Quantas pessoas trabalham na sua Companhia hoje?São 18 bailarinos, dois assistentes, vários professores, seis pessoas na produção e no setor financeiro, uma pessoa responsável pela documentação, um assessor de imprensa, um consultor jurídico. Contamos também com fisioterapeuta e ortopedista. No Centro de Movimento Deborah Colker, tem a escola e a companhia de dança. Temos uma colônia de férias maravilhosa e uma revista de artes para crianças.

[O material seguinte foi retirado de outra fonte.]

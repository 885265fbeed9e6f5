//! HTTP/2 connection manager
//!
//! [`Connection`] is sans-I/O: the transport feeds it whatever bytes arrive
//! with [`Connection::receive`] and writes out whatever
//! [`Connection::take_output`] returns. Inside, bytes are accumulated until a
//! whole frame is buffered, parsed, and dispatched in arrival order:
//! connection-level frames are answered here, stream frames go through the
//! [`StreamManager`], and completed requests are handed to the
//! [`RequestHandler`].
//!
//! Stream errors reset the offending stream with RST_STREAM and processing
//! continues. Connection errors queue a GOAWAY carrying the highest client
//! stream id seen; after that the connection accepts no more input.

use super::codec::{FrameCodec, FRAME_HEADER_SIZE};
use super::error::{Error, ErrorCode, Result};
use super::frames::{
    Frame, FrameType, GoawayFrame, PingFrame, PushPromiseFrame, RstStreamFrame, SettingsFrame,
};
use super::hpack::HeaderCompression;
use super::router::{Request, RequestHandler, Response};
use super::settings::Settings;
use super::stream::{StreamId, StreamManager};
use super::CONNECTION_PREFACE;
use bytes::{Buf, Bytes, BytesMut};
use std::sync::Arc;
use tracing::{debug, trace, warn};

/// Per-connection configuration
#[derive(Debug, Clone, PartialEq, Eq)]
pub struct ConnectionConfig {
    /// Settings we advertise
    pub settings: Settings,
    /// Whether routes with push resources may push (the peer must allow it too)
    pub enable_push: bool,
}

impl Default for ConnectionConfig {
    fn default() -> Self {
        ConnectionConfig {
            settings: Settings::server_defaults(),
            enable_push: true,
        }
    }
}

/// Server side of one HTTP/2 connection
pub struct Connection {
    config: ConnectionConfig,
    handler: Arc<dyn RequestHandler>,
    compression: HeaderCompression,
    /// Latest settings from the peer, `None` until its first SETTINGS
    peer_settings: Option<Settings>,
    streams: StreamManager,
    /// Inbound bytes not yet consumed
    buffer: BytesMut,
    /// Outbound bytes not yet taken by the transport
    output: BytesMut,
    preface_received: bool,
    goaway_sent: bool,
    goaway_received: bool,
    error: Option<ErrorCode>,
}

impl Connection {
    /// Create a connection that dispatches requests to `handler`
    pub fn new(config: ConnectionConfig, handler: Arc<dyn RequestHandler>) -> Self {
        let mut streams = StreamManager::new();
        streams.set_max_concurrent_streams(config.settings.get_max_concurrent_streams());

        Connection {
            compression: HeaderCompression::new(config.settings.get_header_table_size() as usize),
            config,
            handler,
            peer_settings: None,
            streams,
            buffer: BytesMut::with_capacity(crate::http::READ_CHUNK_SIZE),
            output: BytesMut::new(),
            preface_received: false,
            goaway_sent: false,
            goaway_received: false,
            error: None,
        }
    }

    /// Feed received bytes
    ///
    /// On a connection error the GOAWAY is already queued when this returns
    /// `Err`; the caller should flush [`take_output`](Self::take_output) and
    /// close the transport. Input after that is ignored.
    pub fn receive(&mut self, data: &[u8]) -> Result<()> {
        if self.goaway_sent {
            return Ok(());
        }

        self.buffer.extend_from_slice(data);
        match self.process() {
            Ok(()) => Ok(()),
            Err(err) => {
                self.fail(&err);
                Err(err)
            }
        }
    }

    /// Take everything queued for sending
    pub fn take_output(&mut self) -> Bytes {
        self.output.split().freeze()
    }

    /// Check if output is waiting to be sent
    pub fn has_output(&self) -> bool {
        !self.output.is_empty()
    }

    /// Check if either side has sent GOAWAY
    pub fn is_closed(&self) -> bool {
        self.goaway_sent || self.goaway_received
    }

    /// Error code of the connection error that closed us, if any
    pub fn error(&self) -> Option<ErrorCode> {
        self.error
    }

    /// Queue a GOAWAY and stop accepting input
    pub fn go_away(&mut self, code: ErrorCode) {
        if self.goaway_sent {
            return;
        }
        let last_stream_id = self.streams.last_client_stream_id();
        debug!(last_stream_id, %code, "sending GOAWAY");
        self.output.extend_from_slice(&FrameCodec::encode_goaway_frame(&GoawayFrame::new(
            last_stream_id,
            code,
            Bytes::new(),
        )));
        self.goaway_sent = true;
        self.buffer.clear();
    }

    /// Settings we advertise
    pub fn local_settings(&self) -> &Settings {
        &self.config.settings
    }

    /// Settings received from the peer, if any
    pub fn peer_settings(&self) -> Option<&Settings> {
        self.peer_settings.as_ref()
    }

    /// The connection's streams
    pub fn streams(&self) -> &StreamManager {
        &self.streams
    }

    /// The connection's HPACK context
    pub fn compression(&self) -> &HeaderCompression {
        &self.compression
    }

    fn fail(&mut self, err: &Error) {
        warn!(error = %err, "connection error");
        self.error = Some(err.code());
        self.go_away(err.code());
    }

    fn process(&mut self) -> Result<()> {
        if !self.preface_received {
            let n = self.buffer.len().min(CONNECTION_PREFACE.len());
            if self.buffer[..n] != CONNECTION_PREFACE[..n] {
                return Err(Error::protocol("invalid connection preface"));
            }
            if n < CONNECTION_PREFACE.len() {
                return Ok(());
            }

            self.buffer.advance(CONNECTION_PREFACE.len());
            self.preface_received = true;
            debug!("connection preface received");
            self.output.extend_from_slice(&FrameCodec::encode_settings_frame(&SettingsFrame::new(
                self.config.settings.clone(),
            )));
        }

        let max_frame_size = self.config.settings.get_max_frame_size() as usize;
        while !self.goaway_sent {
            let Some(length) = FrameCodec::peek_length(&self.buffer) else {
                break;
            };
            if length > max_frame_size {
                return Err(Error::frame_size(format!(
                    "frame of {} octets exceeds maximum {}",
                    length, max_frame_size
                )));
            }
            if self.buffer.len() < FRAME_HEADER_SIZE + length {
                break;
            }

            let frame = self.buffer.split_to(FRAME_HEADER_SIZE + length);
            if self.peer_settings.is_none() && frame[3] != FrameType::Settings.as_u8() {
                return Err(Error::protocol("first frame after preface is not SETTINGS"));
            }

            let result = self.process_frame(&frame);

            // HEADERS refused before its stream opened still uses up the id
            let rejected = match &result {
                Err(Error::Stream { stream_id, .. })
                    if frame[3] == FrameType::Headers.as_u8() =>
                {
                    Some(*stream_id)
                }
                _ => None,
            };
            if let Some(stream_id) = rejected {
                self.streams.reject_client_stream(stream_id)?;
            }
            self.recover(result)?;
        }

        Ok(())
    }

    /// Turn a stream error into RST_STREAM; connection errors pass through
    fn recover(&mut self, result: Result<()>) -> Result<()> {
        match result {
            Err(Error::Stream {
                stream_id,
                code,
                reason,
            }) => {
                warn!(stream_id, %code, %reason, "stream error");
                self.reset_stream(stream_id, code);
                Ok(())
            }
            other => other,
        }
    }

    fn reset_stream(&mut self, stream_id: StreamId, code: ErrorCode) {
        if let Some(stream) = self.streams.get_stream_mut(stream_id) {
            stream.reset();
        }
        self.output
            .extend_from_slice(&FrameCodec::encode_rst_stream_frame(&RstStreamFrame::new(
                stream_id, code,
            )));
    }

    fn process_frame(&mut self, bytes: &[u8]) -> Result<()> {
        let Some(frame) = FrameCodec::parse(&mut self.compression, bytes)? else {
            trace!(frame_type = bytes[3], "unknown frame type ignored");
            return Ok(());
        };
        trace!(frame = %frame, "frame received");

        match frame {
            Frame::Settings(settings) => self.on_settings(settings),
            Frame::Ping(ping) => {
                if !ping.ack {
                    self.output
                        .extend_from_slice(&FrameCodec::encode_ping_frame(&PingFrame::ack(ping.data)));
                }
                Ok(())
            }
            Frame::Goaway(goaway) => {
                debug!(
                    last_stream_id = goaway.last_stream_id,
                    code = %goaway.error_code,
                    "GOAWAY received"
                );
                self.goaway_received = true;
                Ok(())
            }
            // Flow control windows are not tracked
            Frame::WindowUpdate(update) if update.stream_id == 0 => Ok(()),
            Frame::PushPromise(_) => Err(Error::protocol("client sent PUSH_PROMISE")),
            Frame::Continuation(_) => Err(Error::protocol("unexpected CONTINUATION frame")),
            frame => match self.streams.receive_frame(&frame)? {
                Some(stream_id) => self.dispatch(stream_id),
                None => Ok(()),
            },
        }
    }

    fn on_settings(&mut self, frame: SettingsFrame) -> Result<()> {
        if frame.ack {
            if self.peer_settings.is_none() {
                return Err(Error::protocol("SETTINGS ACK before peer SETTINGS"));
            }
            debug!("SETTINGS acknowledged by peer");
            return Ok(());
        }

        let mut settings = self.peer_settings.take().unwrap_or_default();
        settings.merge(&frame.settings);
        self.compression
            .set_max_dynamic_table_size_limit(settings.get_header_table_size() as usize);
        debug!(settings = ?settings, "peer SETTINGS applied");
        self.peer_settings = Some(settings);

        self.output
            .extend_from_slice(&FrameCodec::encode_settings_frame(&SettingsFrame::ack()));
        Ok(())
    }

    fn peer_max_frame_size(&self) -> usize {
        self.peer_settings
            .as_ref()
            .map_or(super::DEFAULT_MAX_FRAME_SIZE, Settings::get_max_frame_size) as usize
    }

    fn push_enabled(&self) -> bool {
        self.config.enable_push
            && self.peer_settings.as_ref().map_or(true, Settings::get_enable_push)
    }

    fn dispatch(&mut self, stream_id: StreamId) -> Result<()> {
        let Some(stream) = self.streams.get_stream_mut(stream_id) else {
            return Err(Error::internal(format!("completed stream {} not found", stream_id)));
        };
        let (headers, body) = stream.take_request();
        let request = Request::from_parts(stream_id, headers, body)?;

        debug!(stream_id, method = %request.method, path = %request.path, "request");
        let response = self.handler.handle_request(&request);
        self.send_response(stream_id, response)
    }

    fn send_response(&mut self, stream_id: StreamId, mut response: Response) -> Result<()> {
        let max_frame_size = self.peer_max_frame_size();

        let mut promised = Vec::new();
        if self.push_enabled() {
            for push in std::mem::take(&mut response.pushes) {
                let promised_stream_id = self.streams.reserve_push_stream()?;
                let promise = PushPromiseFrame::new(stream_id, promised_stream_id, push.request_headers);
                match FrameCodec::encode_push_promise_frame(&promise, &mut self.compression) {
                    Ok(bytes) => {
                        debug!(stream_id, promised_stream_id, "PUSH_PROMISE");
                        self.output.extend_from_slice(&bytes);
                        promised.push((promised_stream_id, push.response));
                    }
                    Err(err) => {
                        // Never announced, so no RST_STREAM for this one
                        if let Some(stream) = self.streams.get_stream_mut(promised_stream_id) {
                            stream.reset();
                        }
                        self.cancel_pushes(&promised);
                        return Err(err);
                    }
                }
            }
        }

        if let Err(err) = self.send_on_stream(stream_id, response, max_frame_size) {
            self.cancel_pushes(&promised);
            return Err(err);
        }

        for (promised_stream_id, pushed) in promised {
            let result = self.send_on_stream(promised_stream_id, pushed, max_frame_size);
            self.recover(result)?;
        }
        Ok(())
    }

    fn cancel_pushes(&mut self, promised: &[(StreamId, Response)]) {
        for &(promised_stream_id, _) in promised {
            debug!(promised_stream_id, "cancelling pushed stream");
            self.reset_stream(promised_stream_id, ErrorCode::Cancel);
        }
    }

    fn send_on_stream(
        &mut self,
        stream_id: StreamId,
        response: Response,
        max_frame_size: usize,
    ) -> Result<()> {
        let Some(stream) = self.streams.get_stream_mut(stream_id) else {
            return Err(Error::internal(format!("stream {} not found", stream_id)));
        };
        stream.send_response(
            &mut self.compression,
            response.headers,
            response.body,
            max_frame_size,
            &mut self.output,
        )
    }
}

impl std::fmt::Debug for Connection {
    fn fmt(&self, f: &mut std::fmt::Formatter<'_>) -> std::fmt::Result {
        f.debug_struct("Connection")
            .field("config", &self.config)
            .field("peer_settings", &self.peer_settings)
            .field("streams", &self.streams)
            .field("buffered", &self.buffer.len())
            .field("goaway_sent", &self.goaway_sent)
            .field("goaway_received", &self.goaway_received)
            .field("error", &self.error)
            .finish_non_exhaustive()
    }
}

A sua participação na cena artística brasileira transcende a dança: você tem incursões pelo teatro, pela TV, pelo circo, pelo cinema e até pelo desfile de escolas de samba do Rio. Existe alguma abordagem ou atividade que ainda não experimentou e à qual gostaria de se dedicar?Adoraria dirigir uma ópera. Seria um grande desafio. Nunca fiz. Mas até 2017 não posso fazer mais nada, porque estou envolvida com outros projetos até o pescoço.

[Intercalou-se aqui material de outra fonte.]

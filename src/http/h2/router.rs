//! Request routing
//!
//! The connection hands every completed request to a [`RequestHandler`].
//! [`Router`] is the stock implementation: exact `(method, path)` matches,
//! optional server push resources per route, and an error handler for
//! requests nothing matches.

use super::error::{Error, ErrorCode, Result};
use super::hpack::HeaderField;
use super::stream::StreamId;
use bytes::Bytes;
use std::collections::HashMap;
use std::fmt;

/// A request assembled from one stream
#[derive(Debug, Clone, PartialEq, Eq)]
pub struct Request {
    /// `:method`
    pub method: String,
    /// `:path`
    pub path: String,
    /// `:scheme`, if sent
    pub scheme: Option<String>,
    /// `:authority`, if sent
    pub authority: Option<String>,
    /// All header fields, pseudo-headers included, in receipt order
    pub headers: Vec<HeaderField>,
    /// Concatenated DATA payloads; `None` if the request carried no body
    pub body: Option<Bytes>,
}

impl Request {
    /// Build a request from a stream's header list and body
    ///
    /// A missing `:method` or `:path` is a stream error PROTOCOL_ERROR.
    pub fn from_parts(stream_id: StreamId, headers: Vec<HeaderField>, body: Bytes) -> Result<Self> {
        let find = |name: &str| {
            headers
                .iter()
                .find(|f| f.name == name)
                .map(|f| f.value.clone())
        };

        let method = find(":method").ok_or_else(|| {
            Error::stream(stream_id, ErrorCode::ProtocolError, "request without :method")
        })?;
        let path = find(":path").ok_or_else(|| {
            Error::stream(stream_id, ErrorCode::ProtocolError, "request without :path")
        })?;

        Ok(Request {
            method,
            path,
            scheme: find(":scheme"),
            authority: find(":authority"),
            body: (!body.is_empty()).then_some(body),
            headers,
        })
    }

    /// Synthesized GET-style request for a pushed resource
    pub fn pushed(method: &str, path: &str, parent: &Request) -> Self {
        let scheme = parent.scheme.clone().unwrap_or_else(|| "http".to_string());
        let authority = parent.authority.clone().unwrap_or_default();
        let headers = vec![
            HeaderField::new(":method", method),
            HeaderField::new(":scheme", scheme.as_str()),
            HeaderField::new(":path", path),
            HeaderField::new(":authority", authority.as_str()),
        ];

        Request {
            method: method.to_string(),
            path: path.to_string(),
            scheme: Some(scheme),
            authority: Some(authority),
            headers,
            body: None,
        }
    }

    /// Value of the first header with the given name
    pub fn header(&self, name: &str) -> Option<&str> {
        self.headers
            .iter()
            .find(|f| f.name == name)
            .map(|f| f.value.as_str())
    }
}

/// A response to send on a stream
///
/// `headers: None` lets the stream pick the status: 200 with a body, 404
/// without one. The default response (no headers, no body) is therefore a
/// bare 404.
#[derive(Debug, Clone, Default, PartialEq, Eq)]
pub struct Response {
    /// Response header fields; `:status` is added if missing
    pub headers: Option<Vec<HeaderField>>,
    /// Response body
    pub body: Option<Bytes>,
    /// Resources to push alongside this response
    pub pushes: Vec<PushedResponse>,
}

impl Response {
    /// Create an empty response (sent as 404)
    pub fn new() -> Self {
        Response::default()
    }

    /// Response carrying `body` with the default status
    pub fn with_body(body: impl Into<Bytes>) -> Self {
        Response {
            body: Some(body.into()),
            ..Response::default()
        }
    }

    /// Response with an explicit status and no other headers
    pub fn with_status(status: u16) -> Self {
        Response {
            headers: Some(vec![HeaderField::new(":status", status.to_string())]),
            ..Response::default()
        }
    }

    /// Set the body
    pub fn body(mut self, body: impl Into<Bytes>) -> Self {
        self.body = Some(body.into());
        self
    }

    /// Append a header field
    pub fn header(mut self, name: impl Into<String>, value: impl Into<String>) -> Self {
        self.headers
            .get_or_insert_with(Vec::new)
            .push(HeaderField::new(name, value));
        self
    }

    /// The `:status` value, if headers are set and carry one
    pub fn status(&self) -> Option<&str> {
        self.headers
            .as_ref()?
            .iter()
            .find(|f| f.name == ":status")
            .map(|f| f.value.as_str())
    }
}

/// One pushed resource: the promised request and its response
#[derive(Debug, Clone, PartialEq, Eq)]
pub struct PushedResponse {
    /// Request header fields carried in PUSH_PROMISE
    pub request_headers: Vec<HeaderField>,
    /// Response for the promised stream
    pub response: Response,
}

/// Something that turns a request into a response
pub trait Handler: Send + Sync {
    /// Produce the response for `request`
    fn call(&self, request: &Request) -> Response;
}

impl<F> Handler for F
where
    F: Fn(&Request) -> Response + Send + Sync,
{
    fn call(&self, request: &Request) -> Response {
        self(request)
    }
}

/// The seam between a connection and the application
pub trait RequestHandler: Send + Sync {
    /// Handle one completed request
    ///
    /// Called once per request. A default [`Response`] is sent as 404.
    fn handle_request(&self, request: &Request) -> Response;
}

/// A resource pushed whenever its parent route is requested
pub struct PushResource {
    method: String,
    path: String,
    handler: Box<dyn Handler>,
}

impl PushResource {
    /// Create a push resource served by `handler`
    pub fn new(method: impl Into<String>, path: impl Into<String>, handler: impl Handler + 'static) -> Self {
        PushResource {
            method: method.into(),
            path: path.into(),
            handler: Box::new(handler),
        }
    }
}

impl fmt::Debug for PushResource {
    fn fmt(&self, f: &mut fmt::Formatter<'_>) -> fmt::Result {
        f.debug_struct("PushResource")
            .field("method", &self.method)
            .field("path", &self.path)
            .finish_non_exhaustive()
    }
}

struct Route {
    handler: Box<dyn Handler>,
    pushes: Vec<PushResource>,
}

/// Exact-match router
#[derive(Default)]
pub struct Router {
    routes: HashMap<(String, String), Route>,
    error_handler: Option<Box<dyn Handler>>,
}

impl Router {
    /// Create an empty router
    pub fn new() -> Self {
        Router::default()
    }

    /// Register a handler for `method` and `path`
    pub fn route(
        &mut self,
        method: impl Into<String>,
        path: impl Into<String>,
        handler: impl Handler + 'static,
    ) -> &mut Self {
        self.route_with_push(method, path, handler, Vec::new())
    }

    /// Register a handler together with resources to push on every request
    pub fn route_with_push(
        &mut self,
        method: impl Into<String>,
        path: impl Into<String>,
        handler: impl Handler + 'static,
        pushes: Vec<PushResource>,
    ) -> &mut Self {
        self.routes.insert(
            (method.into(), path.into()),
            Route {
                handler: Box::new(handler),
                pushes,
            },
        );
        self
    }

    /// Handler for requests no route matches
    ///
    /// Its responses default to status 404 when they set no headers.
    pub fn error_handler(&mut self, handler: impl Handler + 'static) -> &mut Self {
        self.error_handler = Some(Box::new(handler));
        self
    }

    /// Number of registered routes
    pub fn len(&self) -> usize {
        self.routes.len()
    }

    /// Check if no routes are registered
    pub fn is_empty(&self) -> bool {
        self.routes.is_empty()
    }
}

impl RequestHandler for Router {
    fn handle_request(&self, request: &Request) -> Response {
        let key = (request.method.clone(), request.path.clone());

        let Some(route) = self.routes.get(&key) else {
            return match &self.error_handler {
                Some(handler) => {
                    let mut response = handler.call(request);
                    if response.headers.is_none() {
                        response.headers = Some(vec![HeaderField::new(":status", "404")]);
                    }
                    response
                }
                None => Response::new(),
            };
        };

        let mut response = route.handler.call(request);
        for push in &route.pushes {
            let pushed_request = Request::pushed(&push.method, &push.path, request);
            response.pushes.push(PushedResponse {
                response: push.handler.call(&pushed_request),
                request_headers: pushed_request.headers,
            });
        }
        response
    }
}

impl fmt::Debug for Router {
    fn fmt(&self, f: &mut fmt::Formatter<'_>) -> fmt::Result {
        f.debug_struct("Router")
            .field("routes", &self.routes.keys().collect::<Vec<_>>())
            .field("error_handler", &self.error_handler.is_some())
            .finish()
    }
}

#[cfg(test)]
mod tests {
    use super::*;

    fn get(path: &str) -> Request {
        Request::from_parts(
            1,
            vec![
                HeaderField::new(":method", "GET"),
                HeaderField::new(":scheme", "https"),
                HeaderField::new(":path", path),
                HeaderField::new(":authority", "example.com"),
            ],
            Bytes::new(),
        )
        .unwrap()
    }

    #[test]
    fn test_request_from_parts() {
        let request = get("/index.html");
        assert_eq!(request.method, "GET");
        assert_eq!(request.path, "/index.html");
        assert_eq!(request.authority.as_deref(), Some("example.com"));
        assert_eq!(request.header(":scheme"), Some("https"));
        assert_eq!(request.body, None);
    }

    #[test]
    fn test_request_missing_pseudo_headers() {
        let err = Request::from_parts(5, vec![HeaderField::new(":path", "/")], Bytes::new())
            .unwrap_err();
        assert!(!err.is_connection_error());
        assert_eq!(err.code(), ErrorCode::ProtocolError);

        let err = Request::from_parts(5, vec![HeaderField::new(":method", "GET")], Bytes::new())
            .unwrap_err();
        assert_eq!(err.code(), ErrorCode::ProtocolError);
    }

    #[test]
    fn test_route_match() {
        let mut router = Router::new();
        router.route("GET", "/", |_req: &Request| Response::with_body("Hello, world!\n"));

        let response = router.handle_request(&get("/"));
        assert_eq!(response.body.as_deref(), Some(&b"Hello, world!\n"[..]));
        assert_eq!(response.headers, None);
        assert!(response.pushes.is_empty());
    }

    #[test]
    fn test_no_match_without_error_handler() {
        let router = Router::new();
        assert_eq!(router.handle_request(&get("/missing")), Response::new());
    }

    #[test]
    fn test_error_handler_defaults_to_404() {
        let mut router = Router::new();
        router.error_handler(|_req: &Request| Response::with_body("Not found."));

        let response = router.handle_request(&get("/missing"));
        assert_eq!(response.status(), Some("404"));
        assert_eq!(response.body.as_deref(), Some(&b"Not found."[..]));

        let mut router = Router::new();
        router.error_handler(|_req: &Request| Response::with_status(410));
        assert_eq!(router.handle_request(&get("/gone")).status(), Some("410"));
    }

    #[test]
    fn test_method_is_part_of_the_key() {
        let mut router = Router::new();
        router.route("POST", "/", |req: &Request| {
            Response::with_body(req.body.clone().unwrap_or_default())
        });
        assert_eq!(router.handle_request(&get("/")), Response::new());
    }

    #[test]
    fn test_route_with_push() {
        let mut router = Router::new();
        router.route_with_push(
            "GET",
            "/",
            |_req: &Request| Response::with_body("Hello, world!\n"),
            vec![
                PushResource::new("GET", "/1", |_req: &Request| Response::with_body("Server push 1.\n")),
                PushResource::new("GET", "/2", |req: &Request| Response::with_body(req.path.clone())),
            ],
        );

        let response = router.handle_request(&get("/"));
        assert_eq!(response.pushes.len(), 2);

        let first = &response.pushes[0];
        assert_eq!(
            first.request_headers,
            vec![
                HeaderField::new(":method", "GET"),
                HeaderField::new(":scheme", "https"),
                HeaderField::new(":path", "/1"),
                HeaderField::new(":authority", "example.com"),
            ]
        );
        assert_eq!(first.response.body.as_deref(), Some(&b"Server push 1.\n"[..]));
        assert_eq!(response.pushes[1].response.body.as_deref(), Some(&b"/2"[..]));
    }

    #[test]
    fn test_response_builders() {
        let response = Response::with_status(201)
            .header("content-type", "text/plain")
            .body("created");
        assert_eq!(response.status(), Some("201"));
        assert_eq!(response.headers.as_ref().map(Vec::len), Some(2));

        let response = Response::new().header("x-a", "1");
        assert_eq!(response.status(), None);
    }
}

Você já está trabalhando no seu próximo projeto? Poderia nos adiantar o que pretende fazer no próximo ano?Está muito cedo para falar. Mas tenho um novo desafio, que é trabalhar com um autor nacional, um poeta superrigoroso, o João Cabral de Melo Neto. A gente chamou o professor Antonio Secchin, catedrático da ABL [Academia Brasileira de Letras], que escreveu um livro sobre João Cabral e nos deu três aulas sobre ele. Já estamos em contato com a família de João Cabral. Ele era apaixonado por dança flamenca e escreveu Cão sem plumas quando era embaixador em Barcelona [Espanha]. Começamos a estudar Cão sem plumas, a fazer algumas improvisações, a pensar qual é o caminho que a gente vai escolher para mergulhar no rio Capibaribe, para entender como o João Cabral trata o cão sem plumas, que somos nós, os seres humanos.